One example of where Leeuwenhoek found himself in dispute was the claim to have been the first person to identify human sperm in semen. Another Dutchman—Nicolaas Hartsoeker—who learned optics from Leeuwenhoek, claimed in 1674 to have identified spermatozoids. However, Leeuwenhoek’s reputation as a ruthless observer who even captured tears from his daughter’s eyes for study under his lenses, would likely have looked at his own semen years prior to Hartsoeker’s claim.
Hartsoeker is credited, however, for being the origin of the Spermist’s Theory of Reproduction when he made the claim that within a single sperm he saw a homunculus—a pre-formed little man—of which many believed at the time must develop into a baby when planted inside a woman’s uterus.
Modern Reproductive Understanding
It wasn’t until after 1876 that reproduction finally became understood as a contribution of nuclear genetic material from both man and woman through the sperm and egg. Oscar Hertwig, a German zoologist devoted to comparative and causal animal development, discovered that sea urchin fertilization involved the direct penetration of a sperm with an egg.
Decades later, we gained a comprehensive understanding of fertilization as a stepwise process. Basically, one sperm among many reaches an egg’s outer zona pellucida—an extracellular coat of proteins surrounding the egg. With this meeting, the sperm and egg both undergo cellular changes.
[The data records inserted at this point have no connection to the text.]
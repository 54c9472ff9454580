//! Nearest-visit matching and merging of imaging and clinical tables
//!
//! Each retained imaging row is paired with the clinical visit of the same
//! subject whose date is closest to the scan date, and the two rows are
//! joined into one output row. Subjects without visits keep their rows with
//! empty clinical fields.

use std::time::Instant;

use log::{debug, info, warn};
use rayon::prelude::*;
use rustc_hash::FxHashSet;

use crate::error::Result;
use crate::schema::days_between;
use crate::table::Table;

use super::config::MatcherConfig;
use super::extraction::{extract_observations, observation_columns, visit_columns};
use super::layout::OutputLayout;
use super::preparation::{deduplicate, filter_averages};
use super::types::{MergeResult, MergeStats, Observation, VisitMatch};
use super::visits::VisitIndex;

/// Matcher pairing imaging rows with their nearest clinical visit
#[derive(Debug, Clone, Default)]
pub struct TemporalMatcher {
    config: MatcherConfig,
}

impl TemporalMatcher {
    /// Create a new matcher with the given configuration
    #[must_use]
    pub const fn new(config: MatcherConfig) -> Self {
        Self { config }
    }

    /// The matcher's configuration
    #[must_use]
    pub const fn config(&self) -> &MatcherConfig {
        &self.config
    }

    /// Merge an imaging table with a clinical visit table
    ///
    /// # Arguments
    ///
    /// * `observations` - Imaging rows, one per subject, date and field strength
    /// * `visits` - Clinical visit rows
    ///
    /// # Returns
    ///
    /// The merged table with one row per imaging row left after average
    /// removal and deduplication, in input order, plus the chosen matches
    pub fn perform_merge(&self, observations: &Table, visits: &Table) -> Result<MergeResult> {
        let start_time = Instant::now();

        // Schema checks first, so a bad input fails before any row is parsed
        let columns = &self.config.columns;
        observations.require_columns(&observation_columns(columns))?;
        visits.require_columns(&visit_columns(columns))?;
        let layout = OutputLayout::plan(observations, visits, &self.config)?;

        let date_config = &self.config.date_format_config;
        let extracted = extract_observations(observations, columns, date_config)?;
        let visit_index = VisitIndex::from_table(visits, columns, date_config)?;

        let without_averages = filter_averages(&extracted);
        let retained = deduplicate(&without_averages);

        info!(
            "Matching {} scans from {} against {} visits of {} subjects from {}",
            retained.len(),
            observations.name(),
            visit_index.len(),
            visit_index.subject_count(),
            visits.name()
        );

        let matches = self.match_observations(&retained, &visit_index);
        let batch = layout.assemble(observations.batch(), visits.batch(), &matches)?;

        let matched = matches.iter().filter(|m| m.is_matched()).count();
        let stats = MergeStats {
            observation_rows: observations.num_rows(),
            visit_rows: visits.num_rows(),
            average_rows_dropped: extracted.len() - without_averages.len(),
            duplicate_rows_dropped: without_averages.len() - retained.len(),
            matched,
            unmatched: matches.len() - matched,
            elapsed: start_time.elapsed(),
        };

        if stats.unmatched > 0 {
            let subjects: FxHashSet<&str> = matches
                .iter()
                .filter(|m| !m.is_matched())
                .map(|m| m.subject.as_str())
                .collect();
            warn!(
                "{} scans of {} subjects have no clinical visits; their clinical fields are empty",
                stats.unmatched,
                subjects.len()
            );
        }
        info!("Merge complete: {stats}");

        Ok(MergeResult {
            merged: Table::new(format!("merged {}", observations.name()), batch),
            matches,
            stats,
        })
    }

    /// Find the nearest visit for every observation, in observation order
    #[must_use]
    pub fn match_observations(
        &self,
        observations: &[Observation],
        visits: &VisitIndex,
    ) -> Vec<VisitMatch> {
        let use_parallel =
            self.config.use_parallel && observations.len() >= self.config.parallel_threshold;

        if use_parallel {
            debug!(
                "Matching {} scans in parallel on {} threads",
                observations.len(),
                rayon::current_num_threads()
            );
            // Indexed collect keeps input order
            observations
                .par_iter()
                .map(|obs| nearest_match(obs, visits))
                .collect()
        } else {
            observations
                .iter()
                .map(|obs| nearest_match(obs, visits))
                .collect()
        }
    }
}

/// Match a single observation against the visit index
#[must_use]
pub fn nearest_match(observation: &Observation, visits: &VisitIndex) -> VisitMatch {
    let visit = visits.nearest(&observation.subject, observation.scan_date);

    VisitMatch {
        observation_row: observation.row,
        subject: observation.subject.clone(),
        scan_date: observation.scan_date,
        visit_row: visit.map(|v| v.row),
        visit_date: visit.map(|v| v.visit_date),
        visit_code: visit.and_then(|v| v.visit_code.clone()),
        distance_days: visit.map(|v| days_between(v.visit_date, observation.scan_date)),
    }
}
The sperm undergoes enzymatic changes that allow it to burrow through the zona pellucida barrier and into the egg’s cytoplasm where the haploid sperm and female genetic material combine. While the sperm is burrowing through the zona pellucida, the egg goes through a cortical reaction likened to cement hardening into concrete that prevents any other sperm from penetrating the egg.
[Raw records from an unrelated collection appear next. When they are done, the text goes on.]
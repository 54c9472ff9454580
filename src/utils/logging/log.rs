//! Log lines for the tables a run reads and the datasets it processes

use std::path::Path;
use std::time::Duration;

use arrow::record_batch::RecordBatch;

/// Announce which input table is about to be read
pub fn log_table_read(role: &str, path: &Path) {
    log::info!("Reading {role} from {}", path.display());
}

/// Report the shape of a table once it is in memory
pub fn log_table_loaded(table: &str, batch: &RecordBatch, elapsed: Duration) {
    log::info!("{} in {elapsed:?}", table_shape(table, batch));
}

/// Warn about a dataset whose output is written but degenerate
pub fn log_dataset_warning(dataset: &str, message: &str) {
    log::warn!("{dataset}: {message}");
}

fn table_shape(table: &str, batch: &RecordBatch) -> String {
    let rows = batch.num_rows();
    let columns = batch.num_columns();
    format!(
        "Loaded {table}: {rows} {} x {columns} {}",
        if rows == 1 { "row" } else { "rows" },
        if columns == 1 { "column" } else { "columns" }
    )
}

#[cfg(test)]
mod tests {
    use super::*;
    use crate::table::Table;

    #[test]
    fn test_table_shape() {
        let table = Table::from_columns(
            "df_GM.csv",
            vec![("RID", vec![Some("7"), Some("9")]), ("DATE", vec![None, None])],
        )
        .unwrap();
        assert_eq!(
            table_shape(table.name(), table.batch()),
            "Loaded df_GM.csv: 2 rows x 2 columns"
        );

        let single = Table::from_columns("df_clinical.csv", vec![("RID", vec![Some("7")])]).unwrap();
        assert_eq!(
            table_shape(single.name(), single.batch()),
            "Loaded df_clinical.csv: 1 row x 1 column"
        );
    }
}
While it has been known for decades that the sperm recognizes and binds to proteins in the zona pellucida, the molecular details have remained obscure. This was primarily due to a scarcity of human eggs to be used for research.
The limiting factor of eggs was eventually overcome through a donation of approximately 200 eggs from failed invitro fertilization therapies. With enough eggs to work with, researchers were now able to apply sensitive mass spectrometry analysis to identify what carbohydrates (sugar groups) are attached to the proteins of the zona pellucida. What they found was an abundance of the carbohydrate sequence for sialyl-lewis-x (SLeX) on the surface of the human egg.
To test their findings, the scientists then treated a sample of sperm with free-floating molecules of SLeX before exposing the sperm to an egg. What they found was that the sperm had bound to the SLeX molecules, which prevented the sperm from binding to the egg. The SLeX molecules were essentially blocking all of the SLeX receptors on the sperm. Tests using SLeX-specific antibodies also showed confirming results that SLeX is the primary binding ligand on eggs for attracting and binding sperm.
Future research will seek to identify the protein on sperm that recognizes and binds to SLeX. The usefulness of this is that it may help to understand one of the causes of male infertility and create a new therapy that can help infertile couples wishing to conceive.
Source: Pang, PC, Chiu PCN, Lee CL, Chang LY, Panico M, Morris HR, Haslam SM, Khoo KH, Clark GF, Yeung WSB, Dell A, "Human Sperm Binding is Mediated by the Sialyl-Lewisx Oligosaccharide on the Zona Pellucida" Science 18 August 2011. DOI: 10.1126/science.1207438.